* _PROBLEM STATEMENT_
Transcribe everything in the records, dropping and changing nothing.

* _RECORDED INFORMATION_
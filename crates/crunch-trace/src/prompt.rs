use std::io::{self, BufRead, StdinLock, Stdout, Write};

use crunch_core::{CrunchError, ErrorInfo};

/// Picks one of several commits that share a content hash.
pub trait Chooser {
    /// Returns the selected candidate. Only called with two or more candidates.
    fn choose(&mut self, prompt: &str, candidates: &[String]) -> Result<String, CrunchError>;
}

/// Yes/no confirmation before a destructive step.
pub trait Confirm {
    /// Returns `true` when the operator agrees to proceed.
    fn confirm(&mut self, question: &str) -> Result<bool, CrunchError>;
}

/// Line oriented operator prompt over any reader/writer pair.
#[derive(Debug)]
pub struct Prompt<R, W> {
    input: R,
    output: W,
}

impl Prompt<StdinLock<'static>, Stdout> {
    /// Prompt bound to the process stdin/stdout.
    pub fn stdio() -> Self {
        Self::new(io::stdin().lock(), io::stdout())
    }
}

impl<R: BufRead, W: Write> Prompt<R, W> {
    /// Wraps an input source and an output sink.
    pub fn new(input: R, output: W) -> Self {
        Self { input, output }
    }

    /// Consumes the prompt returning the output sink.
    pub fn into_output(self) -> W {
        self.output
    }

    fn ask(&mut self, text: &str) -> Result<Option<String>, CrunchError> {
        write!(self.output, "{text} ")
            .and_then(|_| self.output.flush())
            .map_err(prompt_error)?;
        let mut line = String::new();
        let read = self.input.read_line(&mut line).map_err(prompt_error)?;
        if read == 0 {
            return Ok(None);
        }
        Ok(Some(line.trim().to_string()))
    }
}

fn prompt_error(err: io::Error) -> CrunchError {
    CrunchError::Input(ErrorInfo::new("prompt-io", err.to_string()))
}

impl<R: BufRead, W: Write> Chooser for Prompt<R, W> {
    fn choose(&mut self, prompt: &str, candidates: &[String]) -> Result<String, CrunchError> {
        for (idx, candidate) in candidates.iter().enumerate() {
            writeln!(self.output, " [{}] {}", idx + 1, candidate).map_err(prompt_error)?;
        }
        loop {
            let Some(answer) = self.ask(prompt)? else {
                return Err(CrunchError::Input(
                    ErrorInfo::new("prompt-eof", "input closed before a candidate was chosen")
                        .with_context("prompt", prompt),
                ));
            };
            if let Ok(choice) = answer.parse::<usize>() {
                if (1..=candidates.len()).contains(&choice) {
                    return Ok(candidates[choice - 1].clone());
                }
            }
        }
    }
}

impl<R: BufRead, W: Write> Confirm for Prompt<R, W> {
    fn confirm(&mut self, question: &str) -> Result<bool, CrunchError> {
        Ok(self.ask(question)?.as_deref() == Some("yes"))
    }
}

#[cfg(test)]
mod tests {
    use super::*;
    use std::io::Cursor;

    fn candidates() -> Vec<String> {
        vec!["aaaa".to_string(), "bbbb".to_string(), "cccc".to_string()]
    }

    #[test]
    fn choose_retries_until_valid_selection() {
        let mut prompt = Prompt::new(Cursor::new("x\n0\n4\n 2 \n"), Vec::new());
        let picked = prompt.choose("abc depends on?", &candidates()).unwrap();
        assert_eq!(picked, "bbbb");

        let output = String::from_utf8(prompt.into_output()).unwrap();
        assert!(output.starts_with(" [1] aaaa\n [2] bbbb\n [3] cccc\n"));
        assert_eq!(output.matches("abc depends on? ").count(), 4);
    }

    #[test]
    fn choose_fails_on_closed_input() {
        let mut prompt = Prompt::new(Cursor::new("9\n"), Vec::new());
        let err = prompt.choose("p", &candidates()).unwrap_err();
        assert_eq!(err.info().code, "prompt-eof");
    }

    #[test]
    fn confirm_requires_literal_yes() {
        for (input, expected) in [("yes\n", true), (" yes \n", true), ("y\n", false), ("\n", false), ("", false)] {
            let mut prompt = Prompt::new(Cursor::new(input), Vec::new());
            assert_eq!(prompt.confirm("continue?").unwrap(), expected, "input {input:?}");
        }
    }
}
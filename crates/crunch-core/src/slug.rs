//! Filesystem-safe identifiers derived from titles and tracked paths.

use deunicode::deunicode;

const ORDER_EXTENSION: &str = "ord";

fn is_dash(ch: char) -> bool {
    matches!(
        ch,
        '\u{2010}' | '\u{2011}' | '\u{2012}' | '\u{2013}' | '\u{2014}' | '\u{2015}' | '\u{2212}'
    )
}

/// Collapses every run of non-alphanumeric characters into a single `-`.
///
/// Non-ASCII letters are transliterated first and case is preserved, so
/// `Documentation/git-branch.txt` becomes `Documentation-git-branch-txt`
/// and `Café` becomes `Cafe`.
pub fn slugify(text: &str) -> String {
    let ascii = deunicode(text);
    let mut out = String::with_capacity(ascii.len());
    let mut pending_separator = false;
    for ch in ascii.chars() {
        if ch.is_ascii_alphanumeric() {
            if pending_separator && !out.is_empty() {
                out.push('-');
            }
            pending_separator = false;
            out.push(ch);
        } else {
            pending_separator = true;
        }
    }
    out
}

/// Produces a filename from a page title, keeping dots and dashes.
///
/// Unicode dashes become `-` before the title is transliterated to ASCII.
/// Whitespace turns into `_` and other punctuation is dropped, so
/// `List of Nintendo Switch games (A–F)` maps to
/// `List_of_Nintendo_Switch_games_A-F`.
pub fn slugify_filename(text: &str) -> String {
    let dashed: String = text.chars().map(|ch| if is_dash(ch) { '-' } else { ch }).collect();
    let ascii = deunicode(&dashed);
    let mut out = String::with_capacity(ascii.len());
    for ch in ascii.chars() {
        if ch.is_ascii_alphanumeric() || ch == '.' || ch == '-' {
            out.push(ch);
        } else if ch == '_' || ch.is_whitespace() {
            if !out.ends_with('_') {
                out.push('_');
            }
        }
    }
    out.trim_matches('_').to_string()
}

/// Name of the order file persisted for a tracked path.
pub fn order_file_name(tracked_path: &str) -> String {
    format!("{}.{ORDER_EXTENSION}", slugify(tracked_path))
}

* _ANSWER TO THIS EXERCISE_
filename crates/crunch-trace/src/prompt.rs
use std::io::{self, BufRead, StdinLock, Stdout, Write};

use crunch_core::{CrunchError, ErrorInfo};

/// Picks one of several commits that share a content hash.
pub trait Chooser {
    /// Returns the selected candidate. Only called with two or more candidates.
    fn choose(&mut self, prompt: &str, candidates: &[String]) -> Result<String, CrunchError>;
}

/// Yes/no confirmation before a destructive step.
pub trait Confirm {
    /// Returns `true` when the operator agrees to proceed.
    fn confirm(&mut self, question: &str) -> Result<bool, CrunchError>;
}

/// Line oriented operator prompt over any reader/writer pair.
#[derive(Debug)]
pub struct Prompt<R, W> {
    input: R,
    output: W,
}

impl Prompt<StdinLock<'static>, Stdout> {
    /// Prompt bound to the process stdin/stdout.
    pub fn stdio() -> Self {
        Self::new(io::stdin().lock(), io::stdout())
    }
}

impl<R: BufRead, W: Write> Prompt<R, W> {
    /// Wraps an input source and an output sink.
    pub fn new(input: R, output: W) -> Self {
        Self { input, output }
    }

    /// Consumes the prompt returning the output sink.
    pub fn into_output(self) -> W {
        self.output
    }

    fn ask(&mut self, text: &str) -> Result<Option<String>, CrunchError> {
        write!(self.output, "{text} ")
            .and_then(|_| self.output.flush())
            .map_err(prompt_error)?;
        let mut line = String::new();
        let read = self.input.read_line(&mut line).map_err(prompt_error)?;
        if read == 0 {
            return Ok(None);
        }
        Ok(Some(line.trim().to_string()))
    }
}

fn prompt_error(err: io::Error) -> CrunchError {
    CrunchError::Input(ErrorInfo::new("prompt-io", err.to_string()))
}

impl<R: BufRead, W: Write> Chooser for Prompt<R, W> {
    fn choose(&mut self, prompt: &str, candidates: &[String]) -> Result<String, CrunchError> {
        for (idx, candidate) in candidates.iter().enumerate() {
            writeln!(self.output, " [{}] {}", idx + 1, candidate).map_err(prompt_error)?;
        }
        loop {
            let Some(answer) = self.ask(prompt)? else {
                return Err(CrunchError::Input(
                    ErrorInfo::new("prompt-eof", "input closed before a candidate was chosen")
                        .with_context("prompt", prompt),
                ));
            };
            if let Ok(choice) = answer.parse::<usize>() {
                if (1..=candidates.len()).contains(&choice) {
                    return Ok(candidates[choice - 1].clone());
                }
            }
        }
    }
}

impl<R: BufRead, W: Write> Confirm for Prompt<R, W> {
    fn confirm(&mut self, question: &str) -> Result<bool, CrunchError> {
        Ok(self.ask(question)?.as_deref() == Some("yes"))
    }
}

#[cfg(test)]
mod tests {
    use super::*;
    use std::io::Cursor;

    fn candidates() -> Vec<String> {
        vec!["aaaa".to_string(), "bbbb".to_string(), "cccc".to_string()]
    }

    #[test]
    fn choose_retries_until_valid_selection() {
        let mut prompt = Prompt::new(Cursor::new("x\n0\n4\n 2 \n"), Vec::new());
        let picked = prompt.choose("abc depends on?", &candidates()).unwrap();
        assert_eq!(picked, "bbbb");

        let output = String::from_utf8(prompt.into_output()).unwrap();
        assert!(output.starts_with(" [1] aaaa\n [2] bbbb\n [3] cccc\n"));
        assert_eq!(output.matches("abc depends on? ").count(), 4);
    }

    #[test]
    fn choose_fails_on_closed_input() {
        let mut prompt = Prompt::new(Cursor::new("9\n"), Vec::new());
        let err = prompt.choose("p", &candidates()).unwrap_err();
        assert_eq!(err.info().code, "prompt-eof");
    }

    #[test]
    fn confirm_requires_literal_yes() {
        for (input, expected) in [("yes\n", true), (" yes \n", true), ("y\n", false), ("\n", false), ("", false)] {
            let mut prompt = Prompt::new(Cursor::new(input), Vec::new());
            assert_eq!(prompt.confirm("continue?").unwrap(), expected, "input {input:?}");
        }
    }
}
filename crates/crunch-core/src/slug.rs
//! Filesystem-safe identifiers derived from titles and tracked paths.

use deunicode::deunicode;

const ORDER_EXTENSION: &str = "ord";

fn is_dash(ch: char) -> bool {
    matches!(
        ch,
        '\u{2010}' | '\u{2011}' | '\u{2012}' | '\u{2013}' | '\u{2014}' | '\u{2015}' | '\u{2212}'
    )
}

/// Collapses every run of non-alphanumeric characters into a single `-`.
///
/// Non-ASCII letters are transliterated first and case is preserved, so
/// `Documentation/git-branch.txt` becomes `Documentation-git-branch-txt`
/// and `Café` becomes `Cafe`.
pub fn slugify(text: &str) -> String {
    let ascii = deunicode(text);
    let mut out = String::with_capacity(ascii.len());
    let mut pending_separator = false;
    for ch in ascii.chars() {
        if ch.is_ascii_alphanumeric() {
            if pending_separator && !out.is_empty() {
                out.push('-');
            }
            pending_separator = false;
            out.push(ch);
        } else {
            pending_separator = true;
        }
    }
    out
}

/// Produces a filename from a page title, keeping dots and dashes.
///
/// Unicode dashes become `-` before the title is transliterated to ASCII.
/// Whitespace turns into `_` and other punctuation is dropped, so
/// `List of Nintendo Switch games (A–F)` maps to
/// `List_of_Nintendo_Switch_games_A-F`.
pub fn slugify_filename(text: &str) -> String {
    let dashed: String = text.chars().map(|ch| if is_dash(ch) { '-' } else { ch }).collect();
    let ascii = deunicode(&dashed);
    let mut out = String::with_capacity(ascii.len());
    for ch in ascii.chars() {
        if ch.is_ascii_alphanumeric() || ch == '.' || ch == '-' {
            out.push(ch);
        } else if ch == '_' || ch.is_whitespace() {
            if !out.ends_with('_') {
                out.push('_');
            }
        }
    }
    out.trim_matches('_').to_string()
}

/// Name of the order file persisted for a tracked path.
pub fn order_file_name(tracked_path: &str) -> String {
    format!("{}.{ORDER_EXTENSION}", slugify(tracked_path))
}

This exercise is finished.